The ‘unthinking and rigid’ application of a market ethos in the NHS meant that trusts would be unable to evolve quickly enough, according to the Foundation Trust Network (FTN).
Network chief executive Chris Hopson told a debate at The King's Fund think tank in London that reconfiguration of services was essential but mergers were being stalled by overzealous regulators trying to ensure competition.
‘It’s very clear that the way we are providing healthcare currently, simply does not work. We are trying to meet 21st century needs with a 20th century system.
‘People with long-term conditions and the frail elderly need a very different pattern of care. So there is a real clinical need to move a whole bunch of services out of acute hospitals and much closer to the community.
‘We also have too many hospitals trying to do too many things and we absolutely need a degree of specialisation and centralisation.’
The FTN represents more than 200 NHS public provider trusts, including foundation trusts and NHS trusts, mental health and ambulance trusts.
Mr Hopson said the proposed merger of Bournemouth and Poole hospitals had come about because the trusts believed they would be clinically and financially unsustainable within three to five years, but had been held up for over two years in a competition and mergers control process.
He said the idea that the move could be deemed anti-competitive in an area like rural Dorset was ‘somewhat fanciful’.

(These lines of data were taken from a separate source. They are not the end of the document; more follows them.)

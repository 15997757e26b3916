//! Notion-backed blog backend: cached upstream fetches, property decoding and
//! the published post list.

pub mod application;
pub mod cache;
pub mod config;
pub mod domain;
pub mod infra;
pub mod util;
pub mod timezone;
//! Enumeration of candidate page ids from a collection's view index.

use indexmap::IndexSet;
use tracing::warn;

use crate::domain::ids::id_to_uuid;
use crate::domain::record_map::ViewIndex;

/// Page ids listed by the view index.
///
/// With a `view_id`, only that view's ids are returned, in view order; the id
/// may be given in compact or dashed form. Without one, the grouped results of
/// every view are merged: each id appears once, at the position where it was
/// first seen, walking views in index order.
///
/// An unknown or malformed view id, or a view without ids, yields an empty
/// list.
pub fn collect_page_ids(views: Option<&ViewIndex>, view_id: Option<&str>) -> Vec<String> {
    let Some(views) = views.filter(|views| !views.is_empty()) else {
        warn!("collection query has no views");
        return Vec::new();
    };

    match view_id {
        Some(view_id) => page_ids_for_view(views, view_id),
        None => page_ids_across_views(views),
    }
}

fn page_ids_for_view(views: &ViewIndex, view_id: &str) -> Vec<String> {
    let Some(uuid) = id_to_uuid(view_id) else {
        warn!(view_id, "invalid view id");
        return Vec::new();
    };

    let Some(view) = views.get(&uuid) else {
        warn!(view_id, "view not found in collection query");
        return Vec::new();
    };

    match (&view.block_ids, &view.collection_group_results) {
        (Some(ids), _) => ids.clone(),
        (None, Some(grouped)) => grouped.block_ids.clone(),
        (None, None) => {
            warn!(view_id, "view has no block ids");
            Vec::new()
        }
    }
}

fn page_ids_across_views(views: &ViewIndex) -> Vec<String> {
    let ordered: IndexSet<&str> = views
        .values()
        .filter_map(|view| view.collection_group_results.as_ref())
        .flat_map(|grouped| grouped.block_ids.iter().map(String::as_str))
        .collect();
    ordered.into_iter().map(str::to_string).collect()
}
//! Notion id normalization.
//!
//! Notion hands out the same id in two spellings: a bare 32-hex string (as
//! seen in share links, optionally prefixed by a title slug) and the dashed
//! UUID form used as record-map keys. Everything internal uses the dashed form.

use uuid::Uuid;

/// Normalize a Notion id to lowercase dashed UUID form.
///
/// Accepts a dashed UUID, a bare 32-hex id, or a slugged link segment such as
/// `My-Post-0123456789abcdef0123456789abcdef`. Returns `None` for anything else.
pub fn id_to_uuid(raw: &str) -> Option<String> {
    let trimmed = raw.trim();
    if trimmed.is_empty() {
        return None;
    }

    if let Some(id) = parse_compact(trimmed) {
        return Some(id);
    }

    trimmed.rsplit_once('-').and_then(|(_, tail)| parse_compact(tail))
}

fn parse_compact(candidate: &str) -> Option<String> {
    let compact: String = candidate.chars().filter(|c| *c != '-').collect();
    if compact.len() != 32 || !compact.chars().all(|c| c.is_ascii_hexdigit()) {
        return None;
    }
    Uuid::parse_str(&compact)
        .ok()
        .map(|uuid| uuid.hyphenated().to_string())
}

But Catherine Davies, executive director of co-operation and competition at Monitor, the regulatory body for foundation trusts, told the meeting that competition was only one tool for addressing issues in the NHS, not a ‘silver bullet’ for every situation.
She added: ‘Providers will make decisions that are in their interests, and many times those interests will coincide with the interests of the people who use their services but not always, and not necessarily.
‘So if the trusts are trying to ensure they retain a degree of financial sustainability, the answer to that question is not necessarily the same as the answer to the question about what’s in the best interests of patients.’